A month or so after that we were back in the studio and building up a track with a bunch of psychedelic layers of noise and sounds. We had this really simple drum machine loop going that we were jamming on, we started looping guitars and synths on top of it and just building the melodies linearly. The song started as just the verse, like a 45 second interlude kind of thing. We dug what we had so we kept extending it, one verse, then a verse and a chorus. Then why not try a second verse? Now it's three minutes and we called it a day, three minutes should be enough, right?

We got a message from a fan a few weeks back telling us that it's way too short and can we do an extended version for him? No, I guess three minutes isn’t enough, maybe we'll fuck with it live and see where it takes us.

Julia

Zeiler: One day last fall we were sat in Prospect Park with acoustic guitars. I was playing around with some chords and everything was sounding generic to me, so I tried to find the ugliest two-chord progression I could. I ended up with the main riff in the song and Nikki starting singing the verse melody on top of it. Once we had the main song written we rushed back to the studio to record electric guitar and fuzz bass parts, because we didn't want it to linger as a folky acoustic thing overnight.
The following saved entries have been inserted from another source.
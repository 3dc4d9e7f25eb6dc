pub mod models;
pub mod services;
pub mod store;
pub mod views;
//! Workbook ingestion: decode, consolidate, persist.

use super::models::{FileIngestReport, IngestReport, UploadedFile};
use crate::common::errors::{BusinessError, BusinessResult};
use crate::common::models::ProcessingStatus;
use crate::database::services::Database;
use crate::{duplicate_resource, validation_error};
use crate::extraction::consolidation::consolidate;
use crate::extraction::models::OperationRecord;
use crate::workbook::Workbook;
use chrono::Utc;
use std::sync::Arc;

/// Spreadsheet formats the workbook decoder accepts
const WORKBOOK_EXTENSIONS: [&str; 5] = ["xlsb", "xlsx", "xlsm", "xls", "ods"];

pub fn extension_of(file_name: &str) -> String {
    std::path::Path::new(file_name)
        .extension()
        .and_then(|ext| ext.to_str())
        .unwrap_or("")
        .to_lowercase()
}

pub fn ensure_workbook(file: &UploadedFile) -> BusinessResult<()> {
    if WORKBOOK_EXTENSIONS.contains(&extension_of(&file.name).as_str()) {
        Ok(())
    } else {
        Err(validation_error!(
            "file",
            format!("'{}' is not a spreadsheet workbook", file.name)
        ))
    }
}

/// Decode a workbook off the async runtime
pub async fn load_workbook(file: UploadedFile) -> BusinessResult<Arc<Workbook>> {
    let UploadedFile { name, bytes } = file;
    tokio::task::spawn_blocking(move || Workbook::from_bytes(&name, bytes))
        .await
        .map_err(|e| BusinessError::InternalError {
            message: format!("Workbook decoding task failed: {e}"),
        })?
        .map(Arc::new)
}

/// Consolidate an uploaded workbook without persisting anything
pub async fn consolidate_file(file: UploadedFile) -> BusinessResult<OperationRecord> {
    let workbook = load_workbook(file).await?;
    consolidate(workbook).await
}

/// Where an ingested operation landed
#[derive(Debug, Clone, Copy, PartialEq, Eq)]
pub struct IngestedOperation {
    pub index: usize,
    pub replaced: usize,
    pub records: usize,
}

/// Consolidate one workbook and append it to the database.
///
/// An operation from a workbook with the same name already in the database is
/// a conflict unless `replace` is set, in which case the older operations are
/// removed in the same transaction.
pub async fn ingest_file(
    file: UploadedFile,
    database: &Database,
    replace: bool,
) -> BusinessResult<IngestedOperation> {
    ensure_workbook(&file)?;
    let operation = consolidate_file(file).await?;
    let records = operation.record_count();

    database
        .transaction(move |document| {
            let mut replaced = 0;
            if let Some(source_id) = operation.source_id().cloned() {
                if document.position_of_source(&source_id).is_some() {
                    if !replace {
                        return Err(duplicate_resource!("Operation", "source workbook"));
                    }
                    replaced = document.remove_source(&source_id);
                }
            }
            Ok(IngestedOperation {
                index: document.push(operation),
                replaced,
                records,
            })
        })
        .await
}

/// Ingest workbooks one after the other, reporting on each
pub async fn ingest_batch(
    files: Vec<UploadedFile>,
    database: &Database,
    replace: bool,
) -> IngestReport {
    let started_at = Utc::now();
    let mut reports = Vec::with_capacity(files.len());

    for file in files {
        let name = file.name.clone();
        let report = match ingest_file(file, database, replace).await {
            Ok(ingested) => {
                tracing::info!(
                    file = %name,
                    index = ingested.index,
                    replaced = ingested.replaced,
                    "workbook ingested"
                );
                FileIngestReport {
                    file: name,
                    status: ProcessingStatus::Completed,
                    operation_index: Some(ingested.index),
                    replaced: ingested.replaced,
                    records: ingested.records,
                    error: None,
                }
            }
            Err(e) => {
                tracing::warn!(file = %name, error = %e, "workbook ingestion failed");
                FileIngestReport {
                    file: name,
                    status: ProcessingStatus::Failed,
                    operation_index: None,
                    replaced: 0,
                    records: 0,
                    error: Some(e.to_string()),
                }
            }
        };
        reports.push(report);
    }

    let succeeded = reports
        .iter()
        .filter(|r| r.status == ProcessingStatus::Completed)
        .count();

    IngestReport {
        succeeded,
        failed: reports.len() - succeeded,
        files: reports,
        started_at,
        completed_at: Utc::now(),
    }
}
Once it was a little bit loud and aggro, the vibe really came into focus for us. Nikki wrote the lyrics about a friend of hers, who she hadn't seen in a long time and had gone through a hellish time with drugs. The song is a letter to this friend, a way to say the words that were never said.

Relief

Taylor: I wrote 'Relief' about getting kicked out of my Catholic high school for dating another girl there. There were a few weeks when I knew it was going to happen, so I had sort of checked out and would just hang out on the roof and skip class. At the time it seemed like the worst thing that could have happened to me, but pretty soon after I realized that it was the best thing that could have happened to me. I ended up switching to an arts high school and spent my time learning music theory instead of religion!
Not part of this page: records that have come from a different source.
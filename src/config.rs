use dotenvy::dotenv;
use serde::Deserialize;
use std::env;
use std::path::PathBuf;

const DEFAULT_MAX_UPLOAD_MB: usize = 30;

#[derive(Deserialize, Debug, Clone)]
pub struct Config {
    pub app_name: String,
    pub deployment: String,
    /// JSON document used when no remote persistence endpoints are configured
    pub db_path: PathBuf,
    pub upload_dir: PathBuf,
    pub persistence_load_url: Option<String>,
    pub persistence_save_url: Option<String>,
    pub listen_addr: String,
    pub max_upload_bytes: usize,
}

impl Config {
    pub fn from_env() -> Self {
        dotenv().ok(); // Load from .env file if available

        let max_upload_mb = env::var("MAX_UPLOAD_MB")
            .ok()
            .and_then(|value| value.parse::<usize>().ok())
            .unwrap_or(DEFAULT_MAX_UPLOAD_MB);

        Config {
            app_name: env::var("APP_NAME").unwrap_or_else(|_| "operations-api".to_string()),
            deployment: env::var("DEPLOYMENT").unwrap_or_else(|_| "local".to_string()),
            db_path: env::var("DB_PATH")
                .unwrap_or_else(|_| "data/bdd.json".to_string())
                .into(),
            upload_dir: env::var("UPLOAD_DIR")
                .unwrap_or_else(|_| "uploads".to_string())
                .into(),
            persistence_load_url: env::var("PERSISTENCE_LOAD_URL")
                .ok()
                .filter(|url| !url.is_empty()),
            persistence_save_url: env::var("PERSISTENCE_SAVE_URL")
                .ok()
                .filter(|url| !url.is_empty()),
            listen_addr: env::var("LISTEN_ADDR").unwrap_or_else(|_| "0.0.0.0:3000".to_string()),
            max_upload_bytes: max_upload_mb * 1024 * 1024,
        }
    }

    /// Both persistence endpoints, when the document lives behind a remote service
    pub fn remote_persistence(&self) -> Option<(String, String)> {
        match (&self.persistence_load_url, &self.persistence_save_url) {
            (Some(load), Some(save)) => Some((load.clone(), save.clone())),
            _ => None,
        }
    }

    #[cfg(test)]
    pub fn for_tests() -> Self {
        Config {
            app_name: "operations-api-test".to_string(),
            deployment: "test".to_string(),
            db_path: PathBuf::from("bdd.json"),
            upload_dir: PathBuf::from("uploads"),
            persistence_load_url: None,
            persistence_save_url: None,
            listen_addr: "127.0.0.1:0".to_string(),
            max_upload_bytes: DEFAULT_MAX_UPLOAD_MB * 1024 * 1024,
        }
    }
}

#[cfg(test)]
pub mod test_helpers {
    use super::*;
    use crate::database::services::Database;
    use crate::database::store::{JsonFileStore, MemoryStore};
    use crate::routes::build_router;
    use axum::Router;
    use std::sync::Arc;
    use tempfile::TempDir;

    /// Application wired to a document file and upload directory inside `dir`
    pub fn setup_test_app(dir: &TempDir) -> Router {
        let mut config = Config::for_tests();
        config.db_path = dir.path().join("bdd.json");
        config.upload_dir = dir.path().join("uploads");
        let database = Database::new(Arc::new(JsonFileStore::new(&config.db_path)));
        build_router(database, &config)
    }

    /// Application over an in-memory store the test keeps a handle on
    pub fn setup_memory_app(store: Arc<MemoryStore>) -> Router {
        build_router(Database::new(store), &Config::for_tests())
    }
}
Funny story: we wrote the guitar riff that happens after the chorus, but then realized that the riff from The Breeders' “Cannonball” would also work. We somehow found our way to Kim Deal and sent her the song, asking if we could use her riff. Nope. Straight up rejected. (We still love you Kim!!)

Second Chances

Zeiler: We were working on some drums for a different song in the studio and Nikki got an idea and told me to start looping her singing a Cappella. She sang it completely off-the-cuff and layered the four harmony parts on top of each other. The lyrics and melodies came through her, seemingly without intention. It was amazing to experience, kind of like with ‘Bulletproof’, we didn't know what the lyrics meant as Nikki was singing them, but when we listened back, it was clear.

We were writing about the last year of our life. Life is about second chances and there’s no shame in that. We kept that initial improvised recording as the a Cappella intro on the final version of the song. It was too perfect for us to try to re-record it so we said ‘fuck it’ and just kept it.